Work to complete.
Select the lines below containing the word "FeatureCollection".

Provided records section start

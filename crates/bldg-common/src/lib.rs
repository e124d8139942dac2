//! Common types shared across the building extraction crates.
//!
//! The feature model here is the unit of exchange between the CityGML
//! parser, the extraction pipeline and the exporters.

pub mod aoi;
pub mod error;
pub mod feature;
pub mod lod;
pub mod mesh;

pub use aoi::AreaOfInterest;
pub use error::{BldgError, BldgResult};
pub use feature::{
    AttributeValue, Feature, FeatureCollection, Field, FieldType, Schema, BUILDING_ID,
    GML_ID, MEASURED_HEIGHT,
};
pub use lod::{AttributeSpec, LodTemplate};
pub use mesh::MeshCode;
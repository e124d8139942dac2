//! Configuration for the extraction pipeline.

use std::path::Path;
use std::time::Duration;

use bldg_common::LodTemplate;
use serde::{Deserialize, Serialize};

use crate::error::{ExtractError, Result};
use crate::locator::MESH_PLACEHOLDER;

/// Public PLATEAU catalog (CKAN action API root).
pub const DEFAULT_CATALOG_BASE_URL: &str = "https://www.geospatial.jp/ckan/api/3";

/// Building file of a cell inside a municipality archive.
pub const DEFAULT_LAYER_PATTERN: &str = "udx/bldg/{mesh}_bldg_6697_op.gml";

/// Configuration for one extractor.
#[derive(Debug, Clone, PartialEq, Serialize, Deserialize)]
#[serde(default)]
pub struct ExtractorConfig {
    /// CKAN API root; `/action/resource_show` is appended.
    pub catalog_base_url: String,

    /// Whole-request timeout for catalog and archive calls, in seconds.
    pub request_timeout_secs: u64,

    /// Connection timeout, in seconds.
    pub connect_timeout_secs: u64,

    /// Cells fetched concurrently.
    pub fetch_concurrency: usize,

    /// Vertical LOD template, fixed for every run of the extractor.
    pub lod: LodTemplate,

    /// Entry name inside the archive; `{mesh}` is replaced by the cell code.
    pub layer_pattern: String,
}

impl Default for ExtractorConfig {
    fn default() -> Self {
        Self {
            catalog_base_url: DEFAULT_CATALOG_BASE_URL.to_string(),
            request_timeout_secs: 60,
            connect_timeout_secs: 10,
            fetch_concurrency: 4,
            lod: LodTemplate::Lod1,
            layer_pattern: DEFAULT_LAYER_PATTERN.to_string(),
        }
    }
}

impl ExtractorConfig {
    /// Load configuration from environment variables.
    pub fn from_env() -> Self {
        Self::from_lookup(|key| std::env::var(key).ok())
    }

    /// Defaults overridden by whatever `lookup` yields for each variable.
    ///
    /// Unparseable values leave the default in place.
    pub fn from_lookup<F>(lookup: F) -> Self
    where
        F: Fn(&str) -> Option<String>,
    {
        let mut config = Self::default();

        if let Some(val) = lookup("CATALOG_BASE_URL") {
            config.catalog_base_url = val;
        }

        if let Some(val) = lookup("REQUEST_TIMEOUT_SECS") {
            if let Ok(secs) = val.parse() {
                config.request_timeout_secs = secs;
            }
        }

        if let Some(val) = lookup("CONNECT_TIMEOUT_SECS") {
            if let Ok(secs) = val.parse() {
                config.connect_timeout_secs = secs;
            }
        }

        if let Some(val) = lookup("FETCH_CONCURRENCY") {
            if let Ok(n) = val.parse() {
                config.fetch_concurrency = n;
            }
        }

        if let Some(val) = lookup("BLDG_LOD") {
            if let Ok(lod) = val.parse() {
                config.lod = lod;
            }
        }

        if let Some(val) = lookup("BLDG_LAYER_PATTERN") {
            config.layer_pattern = val;
        }

        config
    }

    /// Load configuration from a YAML file. Missing keys take defaults.
    pub fn from_yaml_file(path: &Path) -> Result<Self> {
        let text = std::fs::read_to_string(path).map_err(|e| {
            ExtractError::InvalidConfig(format!("cannot read {}: {}", path.display(), e))
        })?;
        Self::from_yaml_str(&text)
    }

    pub fn from_yaml_str(text: &str) -> Result<Self> {
        serde_yaml::from_str(text).map_err(|e| ExtractError::InvalidConfig(e.to_string()))
    }

    /// Validate the configuration.
    pub fn validate(&self) -> Result<()> {
        if self.catalog_base_url.trim().is_empty() {
            return Err(ExtractError::InvalidConfig(
                "catalog_base_url must not be empty".to_string(),
            ));
        }

        if self.request_timeout_secs == 0 || self.connect_timeout_secs == 0 {
            return Err(ExtractError::InvalidConfig(
                "timeouts must be > 0".to_string(),
            ));
        }

        if self.fetch_concurrency == 0 {
            return Err(ExtractError::InvalidConfig(
                "fetch_concurrency must be > 0".to_string(),
            ));
        }

        if !self.layer_pattern.contains(MESH_PLACEHOLDER) {
            return Err(ExtractError::InvalidConfig(format!(
                "layer_pattern must contain {}",
                MESH_PLACEHOLDER
            )));
        }

        Ok(())
    }

    pub fn request_timeout(&self) -> Duration {
        Duration::from_secs(self.request_timeout_secs)
    }

    pub fn connect_timeout(&self) -> Duration {
        Duration::from_secs(self.connect_timeout_secs)
    }
}
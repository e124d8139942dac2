//! CityGML building parser.
//!
//! Reads `bldg:Building` members from a CityGML 2.0 document and projects
//! them through a [`LodTemplate`](bldg_common::LodTemplate) into a
//! [`FeatureCollection`](bldg_common::FeatureCollection).
//!
//! Positions are read as `lat lon [height]` (EPSG:6697 axis order) and
//! emitted as 2D `(lon, lat)` coordinates.

pub mod error;
mod geometry;
mod parser;

pub use error::{CityGmlError, Result};
pub use parser::CityGmlParser;
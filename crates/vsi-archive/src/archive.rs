//! Central directory of one ZIP archive, opened over a range source.

use std::io::Read;
use std::sync::Arc;

use bytes::Bytes;
use tokio::runtime::Handle;
use zip::ZipArchive;

use crate::error::{ArchiveError, Result};
use crate::range_reader::RangeReader;
use crate::source::RangeSource;

/// Parsed directory of an archive. Cloning is cheap; clones share the
/// parsed metadata.
#[derive(Clone)]
pub struct ZipIndex {
    name: String,
    archive: ZipArchive<RangeReader>,
}

async fn run_blocking<T, F>(task: F) -> Result<T>
where
    T: Send + 'static,
    F: FnOnce() -> Result<T> + Send + 'static,
{
    tokio::task::spawn_blocking(task)
        .await
        .map_err(|e| ArchiveError::Io(std::io::Error::other(e)))?
}

impl ZipIndex {
    /// Read the end-of-central-directory record and the central directory.
    pub async fn load(source: Arc<dyn RangeSource>) -> Result<Self> {
        let size = source.size().await?;
        let name = source.name().to_string();
        let reader = RangeReader::new(source, Handle::current(), size);

        run_blocking(move || {
            let archive =
                ZipArchive::new(reader).map_err(|e| ArchiveError::from_zip(&name, e))?;
            Ok(Self { name, archive })
        })
        .await
    }

    pub fn archive(&self) -> &str {
        &self.name
    }

    pub fn len(&self) -> usize {
        self.archive.len()
    }

    pub fn is_empty(&self) -> bool {
        self.archive.is_empty()
    }

    pub fn names(&self) -> impl Iterator<Item = &str> {
        self.archive.file_names()
    }

    /// Exact name lookup, falling back to the unique entry nested under a
    /// single top-level folder (`<folder>/<name>`).
    pub fn find(&self, name: &str) -> Option<&str> {
        if let Some(index) = self.archive.index_for_name(name) {
            return self.archive.name_for_index(index);
        }

        let suffix = format!("/{name}");
        let mut matches = self
            .names()
            .filter(|n| !n.ends_with('/') && n.ends_with(&suffix));
        let first = matches.next()?;
        matches.next().is_none().then_some(first)
    }

    /// Inflate one entry by its exact name. The CRC is verified on read.
    pub async fn read(&self, entry: &str) -> Result<Bytes> {
        let mut archive = self.archive.clone();
        let entry = entry.to_string();
        let name = self.name.clone();

        run_blocking(move || {
            let mut file = archive
                .by_name(&entry)
                .map_err(|e| ArchiveError::from_zip(&name, e))?;
            let mut data = Vec::new();
            file.read_to_end(&mut data)
                .map_err(|e| ArchiveError::from_io(&name, e))?;
            Ok(Bytes::from(data))
        })
        .await
    }
}

#[cfg(test)]
mod tests {
    use super::*;
    use crate::source::MemoryRangeSource;
    use test_utils::zip_archive;

    async fn index(entries: &[(&str, &[u8])]) -> ZipIndex {
        let source = MemoryRangeSource::new("mem.zip", zip_archive(entries));
        ZipIndex::load(Arc::new(source)).await.unwrap()
    }

    #[tokio::test]
    async fn test_find_under_top_level_folder() {
        let index = index(&[("13101_chiyoda-ku/udx/bldg/a.gml", b"a")]).await;

        assert_eq!(index.find("udx/bldg/a.gml"), Some("13101_chiyoda-ku/udx/bldg/a.gml"));
        assert_eq!(index.find("13101_chiyoda-ku/udx/bldg/a.gml"), Some("13101_chiyoda-ku/udx/bldg/a.gml"));
        assert_eq!(index.find("udx/bldg/b.gml"), None);
    }

    #[tokio::test]
    async fn test_find_ambiguous_suffix() {
        let index = index(&[("x/udx/bldg/a.gml", b"1"), ("y/udx/bldg/a.gml", b"2")]).await;
        assert_eq!(index.len(), 2);
        assert_eq!(index.find("udx/bldg/a.gml"), None);
    }
}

Provided records section end

Response to the task.
    AttributeValue, Feature, FeatureCollection, Field, FieldType, Schema, BUILDING_ID,
//! [`FeatureCollection`](bldg_common::FeatureCollection).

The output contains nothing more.